There are currently 56 prisoners on federal death row. Brandon Bernard, 40, is scheduled to die by lethal injection on Thursday. However, five of the nine surviving jurors have asked President Trump to commute his sentence to life in prison. They urged the president to consider that Bernard was a teenager at the time of his crimes and said he had inadequate legal representation during the trial.
A federal inmate named Brandon Bernard is scheduled to be executed next week for a 1999 double murder. Bernard is now seeking clemency, as new details emerge about his case.@DavidBegnaud spoke to a juror about why he regrets sentencing a teenager to death. pic.twitter.com/icAnx843vQ
— CBS This Morning (@CBSThisMorning) December 3, 2020
Biden said he would push to eliminate federal executions if elected and create incentives for states to do the same. He has expressed regret for a 1994 crime bill he co-authored that, in part, expanded the types of crimes eligible for the death sentence to include offenses like kidnappings and carjackings.
The Justice Department reinstated capital punishment in July after a 17-year hiatus. Some Trump critics questioned the timing, which came after several American cities had experienced episodes of civil unrest with an election just months away. They accused him of politicizing the issue to back up his tough-on-crime bona fides. Since then, eight incarcerated people have been killed by lethal injection.

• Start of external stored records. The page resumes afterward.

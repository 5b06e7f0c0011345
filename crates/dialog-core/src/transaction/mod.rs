//! # Transaction Layer
//!
//! One transaction owns one request/response exchange: its identity key,
//! its retransmission and timeout timers, and the delivery of its final
//! outcome. Matching is purely value equality on [`TransactionKey`]; the
//! [`TransactionManager`] holds the single shared map from key to live
//! transaction and serializes insert/remove/lookup.
//!
//! ## State machines
//!
//! Client: `Calling → Proceeding → Completed → Terminated`, with the
//! INVITE-class variant additionally ACKing non-2xx final responses.
//! Server: mirror image; a duplicate request is answered from the cached
//! response without re-dispatch to application logic.
//!
//! Owner callbacks are [`crate::events::TransactionEvent`]s; each
//! transaction delivers exactly one terminal event.

pub mod client;
pub mod key;
pub mod manager;
pub mod server;
pub mod timer;

pub use client::ClientTransaction;
pub use key::{TransactionKey, TransactionRole};
pub use manager::TransactionManager;
pub use server::ServerTransaction;
pub use timer::{TimerHandle, TimerManager, TimerSettings};

use serde::{Deserialize, Serialize};

/// Lifecycle states shared by both transaction families.
#[derive(Debug, Clone, Copy, PartialEq, Eq, Serialize, Deserialize)]
pub enum TransactionState {
    /// Request sent (client) or received (server); no response yet.
    Calling,
    /// A provisional response has been seen/sent.
    Proceeding,
    /// A final response has been seen/sent; absorbing retransmissions.
    Completed,
    /// Done; timers cancelled, about to leave the matching map.
    Terminated,
}

/// The four transaction families of RFC 3261 Section 17.
#[derive(Debug, Clone, Copy, PartialEq, Eq, Serialize, Deserialize)]
pub enum TransactionKind {
    InviteClient,
    NonInviteClient,
    InviteServer,
    NonInviteServer,
}

impl TransactionKind {
    pub fn is_client(&self) -> bool {
        matches!(self, TransactionKind::InviteClient | TransactionKind::NonInviteClient)
    }

    pub fn is_invite(&self) -> bool {
        matches!(self, TransactionKind::InviteClient | TransactionKind::InviteServer)
    }
}
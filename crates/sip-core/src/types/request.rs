//! # SIP Request
//!
//! The already-parsed form of a request. Header fields that matter to
//! transaction/dialog matching and to the registration workflow are typed;
//! everything else travels opaquely in `body`.

use serde::{Deserialize, Serialize};

use super::address::Address;
use super::auth::DigestCredentials;
use super::cseq::CSeq;
use super::method::Method;
use super::uri::Uri;
use super::via::Via;

/// A parsed SIP request.
#[derive(Debug, Clone, PartialEq, Eq, Serialize, Deserialize)]
pub struct Request {
    pub method: Method,
    /// Request-URI.
    pub uri: Uri,
    /// Topmost Via (the one this stack added or must answer through).
    pub via: Via,
    pub from: Address,
    pub to: Address,
    pub call_id: String,
    pub cseq: CSeq,
    pub contact: Option<Address>,
    /// Expires header, when present (REGISTER, SUBSCRIBE).
    pub expires: Option<u32>,
    /// Route set to traverse, nearest hop first.
    pub route_set: Vec<Uri>,
    /// Authorization / Proxy-Authorization credentials, when attached.
    pub authorization: Option<DigestCredentials>,
    pub body: Vec<u8>,
}

impl Request {
    /// A request with the mandatory header set; optional headers default empty.
    pub fn new(
        method: Method,
        uri: Uri,
        via: Via,
        from: Address,
        to: Address,
        call_id: impl Into<String>,
        cseq: CSeq,
    ) -> Self {
        Request {
            method,
            uri,
            via,
            from,
            to,
            call_id: call_id.into(),
            cseq,
            contact: None,
            expires: None,
            route_set: Vec::new(),
            authorization: None,
            body: Vec::new(),
        }
    }

    pub fn with_contact(mut self, contact: Address) -> Self {
        self.contact = Some(contact);
        self
    }

    pub fn with_expires(mut self, expires: u32) -> Self {
        self.expires = Some(expires);
        self
    }

    pub fn with_route_set(mut self, route_set: Vec<Uri>) -> Self {
        self.route_set = route_set;
        self
    }

    pub fn with_authorization(mut self, credentials: DigestCredentials) -> Self {
        self.authorization = Some(credentials);
        self
    }

    pub fn with_body(mut self, body: Vec<u8>) -> Self {
        self.body = body;
        self
    }

    /// The branch of the topmost Via.
    pub fn branch(&self) -> &str {
        &self.via.branch
    }

    /// Fresh Call-ID value for a new standalone request.
    pub fn generate_call_id() -> String {
        uuid::Uuid::new_v4().to_string()
    }
}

“I think the way to stop the death penalty is to repeal the death penalty,” said Attorney General William Barr in a recent interview with the AP. “But if you ask juries to impose and juries impose it, then it should be carried out.”
Barr has previously said the government has a duty to carry out the punishments, arguing they sometimes provide closure to those affected by the crimes committed.
Death row inmates Alfred Bourgeois, Cory Johnson, and Dustin John Higgs are also scheduled to be put to death before January 20, along with Lisa Montgomery, who would be the first woman executed by the U.S. government in almost 70 years.
#USA: UN experts call for clemency for #LisaMontgomery who is scheduled to be executed in January 2021. Serious concerns that she received inadequate legal assistance and her previous trauma & mental health were not adequately considered.
— UN Special Procedures (@UN_SPExperts) December 3, 2020
As the AP reports, “the expectation is that Biden will end the Trump administration’s policy of carrying out executions as quickly as the law allows,” and:
Trump has been a consistent supporter of the death penalty. In a 1990 Playboy interview, he described himself as a strong supporter of capital punishment, saying, “Either it will be brought back swiftly or our society will rot away.” …
Many states with death penalty laws have halted executions over concerns that the rampant spread of the coronavirus in prisons would put lawyers, witnesses and executioners at too great a risk. Largely as a consequence of the health precautions, states have executed just seven prisoners in the first half of the year and none since July. Last year, states carried out a combined 22 executions…
As president, Biden could seek to persuade Congress to abolish the federal death penalty or simply invoke his commutation powers to single-handedly convert all death sentences to life-in-prison terms.
Attorney General Barr told the AP he does not believe capital punishment is a political issue, noting that federal authorities pursued death sentences under President Barack Obama but never carried them out.
All federal executions take place at a U.S. penitentiary in Terre Haute, Indiana. The Bureau of Prisons switched to a single-drug lethal injection when federal executions resumed over the summer. Officials had previously used a three-drug combination. Last month, the Justice Department changed its protocols to expand possible execution methods to include electrocution, gas, and firing squads.